Em paralelo ao processo de transição tecnológica como acontece no Brasil, novos padrões têm surgido nos últimos anos na busca por mais eficiência de transmissão. Novas técnicas de compressão e modulação viabilizam a entrega de serviços de mídia como o UHD, e mobilidade, como é o caso do padrão europeu DVB-T2, o chinês NGB -W e o norte-americano ATSC 3.0. Entretanto, a próxima experiência de consumo de mídia deve ser mais ampla e atender à dinâmica dos hábitos do consumidor que se apresenta em constante transformação. Não à toa, as últimas versões dos sistemas de middleware como HbbTV 2.0 (Europa), Hybridcast v2 (Japão), e as evoluções do Ginga (Brasil) em estudo pelo Fórum Brasileiro de TV Digital, integram novas tecnologias do mundo broadcast e broadband, permitindo que a experiência no consumo de mídia seja cada vez mais fluída, independente do meio de transmissão.

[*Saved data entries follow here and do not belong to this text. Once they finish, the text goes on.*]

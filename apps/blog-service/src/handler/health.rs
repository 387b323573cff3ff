//! # ヘルスチェックハンドラ

use axum::Json;
use edgeblog_shared::HealthResponse;

/// Blog Service のヘルスチェックエンドポイント
pub async fn health_check() -> Json<HealthResponse> {
    Json(HealthResponse::healthy(env!("CARGO_PKG_VERSION")))
}
//! # ヘルスチェックハンドラ

use axum::Json;
use edgeblog_shared::HealthResponse;

/// Auth Service のヘルスチェックエンドポイント
pub async fn health_check() -> Json<HealthResponse> {
    Json(HealthResponse::healthy(env!("CARGO_PKG_VERSION")))
}
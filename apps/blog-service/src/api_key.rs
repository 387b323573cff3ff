//! # API キー検証
//!
//! 書き込み系リクエスト（作成・置換・削除）は `Authorization` ヘッダーの値が
//! 設定された API キーと完全一致する必要がある。`Bearer` などのスキームは解釈しない。

use axum::http::{HeaderMap, header::AUTHORIZATION};

use crate::error::BlogError;

/// 静的 API キー
#[derive(Clone)]
pub struct ApiKey(String);

impl ApiKey {
    pub fn new(key: impl Into<String>) -> Self {
        Self(key.into())
    }

    /// `Authorization` ヘッダーを検証する
    ///
    /// ヘッダーがない、または値が一致しない場合は [`BlogError::Unauthorized`]。
    pub fn verify(&self, headers: &HeaderMap) -> Result<(), BlogError> {
        let provided = headers.get(AUTHORIZATION).map(|value| value.as_bytes());
        if provided == Some(self.0.as_bytes()) {
            return Ok(());
        }

        tracing::info!("API キーが一致しないため拒否しました");
        Err(BlogError::Unauthorized)
    }
}

// キーをログに出さない
impl std::fmt::Debug for ApiKey {
    fn fmt(&self, f: &mut std::fmt::Formatter<'_>) -> std::fmt::Result {
        f.write_str("ApiKey(***)")
    }
}
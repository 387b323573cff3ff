//! # edgeblog ドメイン層
//!
//! 認証サービスとブログサービスが扱うレコードと、その生成・補完ルールを定義する。
//!
//! ## 設計方針
//!
//! - **ストア非依存**: KV ストアへの読み書きはインフラ層に任せ、
//!   このクレートはレコードの形とバリデーションだけを持つ
//! - **欠損に寛容な読み取り**: ストア上のドキュメントは欠損フィールドを許容し、
//!   読み取り時にデフォルト値で補完する
//! - **時刻の注入**: `Utc::now()` を直接呼ばず [`clock::Clock`] を受け取る
//!
//! ## 依存関係の方向
//!
//! ```text
//! apps → infra → domain
//!   ↘      ↓
//!      shared
//! ```
//!
//! ## モジュール構成
//!
//! - [`blog_post`] - ブログ投稿レコード、スラッグ、要約
//! - [`clock`] - 時刻プロバイダ
//! - [`error`] - ドメインエラー
//! - [`timestamp`] - タイムスタンプのシリアライズ形式
//! - [`user`] - ユーザーレコード

pub mod blog_post;
pub mod clock;
pub mod error;
pub mod timestamp;
pub mod user;

pub use error::DomainError;
//! # ヘルスチェック
//!
//! `GET /health` のレスポンス。ストアへの疎通は確認せず、プロセスが応答できることだけを示す。

use serde::Serialize;

/// `GET /health` のボディ
///
/// ```
/// use edgeblog_shared::HealthResponse;
///
/// let body = HealthResponse::healthy(env!("CARGO_PKG_VERSION"));
/// assert_eq!(body.status, "healthy");
/// ```
#[derive(Debug, Serialize)]
pub struct HealthResponse {
    pub status:  &'static str,
    /// サービスのクレートバージョン
    pub version: String,
}

impl HealthResponse {
    pub fn healthy(version: impl Into<String>) -> Self {
        Self {
            status:  "healthy",
            version: version.into(),
        }
    }
}
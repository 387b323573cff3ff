//! # ブログ投稿ハンドラ
//!
//! ## エンドポイント
//!
//! - `GET /api/blog` - 投稿の要約一覧（新しい順）
//! - `POST /api/blog` - 投稿の作成（API キー必須）
//! - `GET /api/blog/{slug}` - 投稿の取得
//! - `PUT /api/blog/{slug}` - 投稿の置換（API キー必須）
//! - `DELETE /api/blog/{slug}` - 投稿の削除（API キー必須）
//!
//! ## 判定順序
//!
//! 1. ストアが設定されているか（500）
//! 2. 書き込み系なら API キー（401）
//! 3. メソッド（405）、本文の解析、ユースケース
//!
//! リクエストボディは `Json` エクストラクタを使わずバイト列から解析する。
//! 不正な JSON は処理グループごとの 500 として返す。

use std::sync::Arc;

use axum::{
    Json,
    body::Bytes,
    extract::State,
    http::{HeaderMap, StatusCode},
    response::IntoResponse,
};
use edgeblog_domain::blog_post::PostDraft;
use serde::Serialize;

use crate::{api_key::ApiKey, error::BlogError, extract::PathSlug, usecase::BlogUseCase};

/// ブログハンドラの共有状態
pub struct BlogState {
    pub usecase: Arc<dyn BlogUseCase>,
    pub api_key: ApiKey,
}

// --- レスポンス型 ---

/// 作成レスポンス
#[derive(Debug, Serialize)]
pub struct CreatePostResponse {
    pub success: bool,
    pub slug:    String,
    pub message: &'static str,
}

/// 置換・削除レスポンス
#[derive(Debug, Serialize)]
pub struct MutationResponse {
    pub success: bool,
    pub message: &'static str,
}

impl MutationResponse {
    fn ok(message: &'static str) -> Self {
        Self {
            success: true,
            message,
        }
    }
}

// --- /api/blog ---

/// GET /api/blog
pub async fn list_posts(
    State(state): State<Arc<BlogState>>,
) -> Result<impl IntoResponse, BlogError> {
    let posts = state.usecase.list_posts().await?;
    tracing::debug!(count = posts.len(), "投稿一覧を返します");
    Ok(Json(posts))
}

/// POST /api/blog
pub async fn create_post(
    State(state): State<Arc<BlogState>>,
    headers: HeaderMap,
    body: Bytes,
) -> Result<impl IntoResponse, BlogError> {
    state.usecase.ensure_store()?;
    state.api_key.verify(&headers)?;

    let draft: PostDraft = serde_json::from_slice(&body).map_err(BlogError::list_failure)?;
    let slug = state.usecase.create_post(draft).await?;

    Ok((
        StatusCode::CREATED,
        Json(CreatePostResponse {
            success: true,
            slug:    slug.to_string(),
            message: "Post created successfully",
        }),
    ))
}

/// /api/blog への GET・POST 以外のメソッド
///
/// API キーは検証しない。
pub async fn list_method_not_allowed(State(state): State<Arc<BlogState>>) -> BlogError {
    match state.usecase.ensure_store() {
        Ok(()) => BlogError::MethodNotAllowed,
        Err(e) => e,
    }
}

// --- /api/blog/{slug} ---

/// GET /api/blog/{slug}
pub async fn get_post(
    State(state): State<Arc<BlogState>>,
    PathSlug(slug): PathSlug,
) -> Result<impl IntoResponse, BlogError> {
    let post = state.usecase.get_post(&slug).await?;
    Ok(Json(post))
}

/// PUT /api/blog/{slug}
pub async fn put_post(
    State(state): State<Arc<BlogState>>,
    PathSlug(slug): PathSlug,
    headers: HeaderMap,
    body: Bytes,
) -> Result<impl IntoResponse, BlogError> {
    state.usecase.ensure_store()?;
    state.api_key.verify(&headers)?;

    let draft: PostDraft = serde_json::from_slice(&body).map_err(BlogError::post_failure)?;
    state.usecase.replace_post(slug, draft).await?;

    Ok(Json(MutationResponse::ok("Post updated successfully")))
}

/// DELETE /api/blog/{slug}
pub async fn delete_post(
    State(state): State<Arc<BlogState>>,
    PathSlug(slug): PathSlug,
    headers: HeaderMap,
) -> Result<impl IntoResponse, BlogError> {
    state.usecase.ensure_store()?;
    state.api_key.verify(&headers)?;

    state.usecase.delete_post(&slug).await?;

    Ok(Json(MutationResponse::ok("Post deleted successfully")))
}

/// /api/blog/{slug} への GET・PUT・DELETE 以外のメソッド
///
/// メソッドを判定する前に API キーを検証する。
pub async fn post_method_not_allowed(
    State(state): State<Arc<BlogState>>,
    _slug: PathSlug,
    headers: HeaderMap,
) -> BlogError {
    let checked = state
        .usecase
        .ensure_store()
        .and_then(|()| state.api_key.verify(&headers));
    match checked {
        Ok(()) => BlogError::MethodNotAllowed,
        Err(e) => e,
    }
}
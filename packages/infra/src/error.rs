//! # インフラ層エラー定義
//!
//! KV ストアとの通信と、ストア上の JSON ドキュメントの変換で発生するエラー。
//!
//! [`InfraError`] は種別（[`InfraErrorKind`]）に加えて、生成時点の [`SpanTrace`] を保持する。
//! 一覧・サイトマップで個別レコードをスキップする際のログに、どのリクエストの
//! どの処理で失敗したかを残すため。
//!
//! | 種別 | 発生箇所 |
//! |------|---------|
//! | `Redis` | Redis コマンドの実行、接続 |
//! | `Decode` | `get_json`（保存済みドキュメントが JSON として読めない） |
//! | `Encode` | `put_json` / `put_json_if_absent` |
//! | `UnsupportedStoreUrl` | `open_store` |
//! | `Unexpected` | その他 |

use std::fmt;

use derive_more::Display;
use thiserror::Error;
use tracing_error::SpanTrace;

/// インフラ層で発生するエラー
#[derive(Display)]
#[display("{kind}")]
pub struct InfraError {
    kind:       InfraErrorKind,
    span_trace: SpanTrace,
}

/// インフラ層エラーの種別
#[derive(Debug, Error)]
pub enum InfraErrorKind {
    #[error("Redis エラー: {0}")]
    Redis(#[source] redis::RedisError),

    /// 保存済みドキュメントを読み込めない
    #[error("{key} の値を読み込めません: {source}")]
    Decode {
        key:    String,
        #[source]
        source: serde_json::Error,
    },

    /// 値を JSON に変換できない
    #[error("{key} に書き込む値を変換できません: {source}")]
    Encode {
        key:    String,
        #[source]
        source: serde_json::Error,
    },

    #[error("対応していないストア URL です: {0}")]
    UnsupportedStoreUrl(String),

    #[error("予期しないエラー: {0}")]
    Unexpected(String),
}

impl InfraError {
    fn new(kind: InfraErrorKind) -> Self {
        Self {
            kind,
            span_trace: SpanTrace::capture(),
        }
    }

    pub fn kind(&self) -> &InfraErrorKind {
        &self.kind
    }

    pub fn span_trace(&self) -> &SpanTrace {
        &self.span_trace
    }

    pub fn decode(key: impl Into<String>, source: serde_json::Error) -> Self {
        Self::new(InfraErrorKind::Decode {
            key: key.into(),
            source,
        })
    }

    pub fn encode(key: impl Into<String>, source: serde_json::Error) -> Self {
        Self::new(InfraErrorKind::Encode {
            key: key.into(),
            source,
        })
    }

    pub fn unsupported_store_url(url: impl Into<String>) -> Self {
        Self::new(InfraErrorKind::UnsupportedStoreUrl(url.into()))
    }

    pub fn unexpected(msg: impl Into<String>) -> Self {
        Self::new(InfraErrorKind::Unexpected(msg.into()))
    }
}

impl fmt::Debug for InfraError {
    fn fmt(&self, f: &mut fmt::Formatter<'_>) -> fmt::Result {
        f.debug_struct("InfraError")
            .field("kind", &self.kind)
            .field("span_trace", &self.span_trace)
            .finish()
    }
}

impl std::error::Error for InfraError {
    fn source(&self) -> Option<&(dyn std::error::Error + 'static)> {
        self.kind.source()
    }
}

// Redis コマンドは `?` で変換する
impl From<redis::RedisError> for InfraError {
    fn from(source: redis::RedisError) -> Self {
        Self::new(InfraErrorKind::Redis(source))
    }
}
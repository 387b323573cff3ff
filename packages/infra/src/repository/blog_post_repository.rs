//! # BlogPostRepository
//!
//! ブログ投稿レコードの永続化を担当するリポジトリ。
//!
//! キーは `post:{slug}`、値は [`BlogPost`] の JSON。
//! 読み取りは欠損フィールドを許容する [`StoredPost`] として返し、
//! デフォルト値の補完は呼び出し側で行う。

use std::sync::Arc;

use async_trait::async_trait;
use edgeblog_domain::blog_post::{BlogPost, POST_KEY_PREFIX, Slug, StoredPost};

use crate::{KvStore, error::InfraError, kv};

/// ブログ投稿リポジトリトレイト
#[async_trait]
pub trait BlogPostRepository: Send + Sync {
    /// 全投稿のキーを列挙する（`post:` 接頭辞スキャン）
    async fn list_keys(&self) -> Result<Vec<String>, InfraError>;

    /// キーを指定して投稿を取得する
    async fn find_by_key(&self, key: &str) -> Result<Option<StoredPost>, InfraError>;

    /// スラッグを指定して投稿を取得する
    async fn find(&self, slug: &Slug) -> Result<Option<StoredPost>, InfraError>;

    /// 同じスラッグの投稿が存在しない場合のみ保存する
    ///
    /// # 戻り値
    ///
    /// 保存した場合は `true`、既に存在した場合は `false`
    async fn insert_if_absent(&self, post: &BlogPost) -> Result<bool, InfraError>;

    /// 投稿を保存する（存在すれば置換する）
    async fn upsert(&self, post: &BlogPost) -> Result<(), InfraError>;

    /// 投稿を削除する
    async fn delete(&self, slug: &Slug) -> Result<(), InfraError>;
}

/// KV ストア実装の BlogPostRepository
#[derive(Clone)]
pub struct KvBlogPostRepository {
    store: Arc<dyn KvStore>,
}

impl KvBlogPostRepository {
    pub fn new(store: Arc<dyn KvStore>) -> Self {
        Self { store }
    }

    fn key_of(post: &BlogPost) -> String {
        format!("{POST_KEY_PREFIX}{}", post.slug())
    }
}

#[async_trait]
impl BlogPostRepository for KvBlogPostRepository {
    async fn list_keys(&self) -> Result<Vec<String>, InfraError> {
        self.store.list(POST_KEY_PREFIX).await
    }

    async fn find_by_key(&self, key: &str) -> Result<Option<StoredPost>, InfraError> {
        kv::get_json(self.store.as_ref(), key).await
    }

    async fn find(&self, slug: &Slug) -> Result<Option<StoredPost>, InfraError> {
        self.find_by_key(&slug.storage_key()).await
    }

    async fn insert_if_absent(&self, post: &BlogPost) -> Result<bool, InfraError> {
        kv::put_json_if_absent(self.store.as_ref(), &Self::key_of(post), post).await
    }

    async fn upsert(&self, post: &BlogPost) -> Result<(), InfraError> {
        kv::put_json(self.store.as_ref(), &Self::key_of(post), post).await
    }

    async fn delete(&self, slug: &Slug) -> Result<(), InfraError> {
        self.store.delete(&slug.storage_key()).await
    }
}
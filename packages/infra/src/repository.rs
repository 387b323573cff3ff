//! # リポジトリ実装
//!
//! KV ストア上のレコードを型付きで読み書きするリポジトリ。
//!
//! ## 設計方針
//!
//! - **ストア抽象化**: [`KvStore`](crate::KvStore) トレイト経由でアクセスし、
//!   Redis とインメモリの差を隠す
//! - **キー設計の集約**: キーの組み立てはリポジトリ内に閉じ込める
//! - **テスタビリティ**: トレイト経由でスタブに差し替え可能

pub mod blog_post_repository;
pub mod user_repository;

pub use blog_post_repository::{BlogPostRepository, KvBlogPostRepository};
pub use user_repository::{KvUserRepository, UserRepository};
//! # リクエストサマリログ
//!
//! 1 リクエストにつき 1 行、メソッド・パス・ステータス・所要時間をまとめて出力する tower Layer。
//! 集計やアラートはこの行（`log.type = "canonical"`）だけを見ればよいようにする。
//!
//! `TraceLayer` の内側に置くと、リクエストスパンの `request_id` が同じ行に付く。
//!
//! ```text
//! SetRequestIdLayer → TraceLayer → CanonicalLogLineLayer → Router
//! ```
//!
//! | 結果 | レベル | `http.outcome` |
//! |------|-------|----------------|
//! | 2xx / 3xx | INFO | `success` |
//! | 4xx | INFO | `client_error` |
//! | 5xx | WARN | `server_error` |
//! | Service のエラー | ERROR | - |
//!
//! `/health` は監視から高頻度で呼ばれるため出力しない。

use std::{
    future::Future,
    pin::Pin,
    task::{Context, Poll},
    time::Instant,
};

use http::{Method, Request, Response, StatusCode};
use tower::{Layer, Service};

const HEALTH_PATH: &str = "/health";

/// ステータスコードの分類
fn outcome(status: StatusCode) -> &'static str {
    if status.is_server_error() {
        "server_error"
    } else if status.is_client_error() {
        "client_error"
    } else {
        "success"
    }
}

/// 完了時に出力するリクエストの要点
struct RequestSummary {
    method:  Method,
    path:    String,
    started: Instant,
}

impl RequestSummary {
    fn start<B>(request: &Request<B>) -> Self {
        Self {
            method:  request.method().clone(),
            path:    request.uri().path().to_owned(),
            started: Instant::now(),
        }
    }

    fn latency_ms(&self) -> u64 {
        u64::try_from(self.started.elapsed().as_millis()).unwrap_or(u64::MAX)
    }

    fn completed(&self, status: StatusCode) {
        let latency_ms = self.latency_ms();
        if status.is_server_error() {
            tracing::warn!(
                log.r#type = "canonical",
                http.method = %self.method,
                http.path = %self.path,
                http.status_code = status.as_u16(),
                http.outcome = outcome(status),
                http.latency_ms = latency_ms,
                "リクエスト完了"
            );
        } else {
            tracing::info!(
                log.r#type = "canonical",
                http.method = %self.method,
                http.path = %self.path,
                http.status_code = status.as_u16(),
                http.outcome = outcome(status),
                http.latency_ms = latency_ms,
                "リクエスト完了"
            );
        }
    }

    fn failed(&self, error: &dyn std::fmt::Display) {
        tracing::error!(
            log.r#type = "canonical",
            http.method = %self.method,
            http.path = %self.path,
            http.latency_ms = self.latency_ms(),
            error.message = %error,
            "リクエスト処理エラー"
        );
    }
}

/// リクエストサマリログを出力する Layer
#[derive(Clone, Debug)]
pub struct CanonicalLogLineLayer;

impl<S> Layer<S> for CanonicalLogLineLayer {
    type Service = CanonicalLogLineService<S>;

    fn layer(&self, inner: S) -> Self::Service {
        CanonicalLogLineService { inner }
    }
}

#[derive(Clone, Debug)]
pub struct CanonicalLogLineService<S> {
    inner: S,
}

impl<S, ReqBody, ResBody> Service<Request<ReqBody>> for CanonicalLogLineService<S>
where
    S: Service<Request<ReqBody>, Response = Response<ResBody>> + Clone + Send + 'static,
    S::Future: Send + 'static,
    S::Error: std::fmt::Display + 'static,
    ReqBody: Send + 'static,
    ResBody: Send + 'static,
{
    type Error = S::Error;
    type Future = Pin<Box<dyn Future<Output = Result<Self::Response, Self::Error>> + Send>>;
    type Response = S::Response;

    fn poll_ready(&mut self, cx: &mut Context<'_>) -> Poll<Result<(), Self::Error>> {
        self.inner.poll_ready(cx)
    }

    fn call(&mut self, request: Request<ReqBody>) -> Self::Future {
        // poll_ready 済みのインスタンスで呼び出す
        let clone = self.inner.clone();
        let mut inner = std::mem::replace(&mut self.inner, clone);

        if request.uri().path() == HEALTH_PATH {
            return Box::pin(inner.call(request));
        }

        let summary = RequestSummary::start(&request);
        Box::pin(async move {
            let result = inner.call(request).await;
            match &result {
                Ok(response) => summary.completed(response.status()),
                Err(error) => summary.failed(error),
            }
            result
        })
    }
}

O debate sobre próxima geração do padrão TV Digital já começou e os próximos grandes eventos esportivos, como a Copa do Mundo Rússia 2018 e os Jogos Olímpicos Tóquio 2020, se mostram como uma grande oportunidade para testar, validar e demonstrar novas formas de distribuir conteúdo.

 

Leonardo Chaves Leonardo Chaves
Leonardo Chaves é atual coordenador do Módulo Técnico do Fórum Brasileiro de Tv Digital e gerente da área de Tecnologias de Transmissão na TV Globo, Leonardo Chaves é formado em Engenharia Eletrônica e de Computação pela UFRJ, concluiu o Mestrado em 2013 na COPPE-UFRJ e possui MBA em Gestão Empresarial pela PUC-Rio. Contato: [email protected]
Gabriel Ferraresso Gabriel Ferraresso
Gabriel Ferraresso é formado em Engenharia Eletrônica e de Computação pela UFRJ, Gabriel trabalha como engenheiro de projetos pela TV Globo desde 2012. Atua em projetos de contribuição e distribuição de vídeo em redes de comunicação que incluem satélite, fibra ótica, microondas e redes IP em geral. Foi o líder das demonstrações UHDTV (4K e 8K) realizadas pela TV Globo durante a Copa do Mundo Brasil 2014 e das exibições 8K nas Olimpíadas 2016. Contato: [email protected]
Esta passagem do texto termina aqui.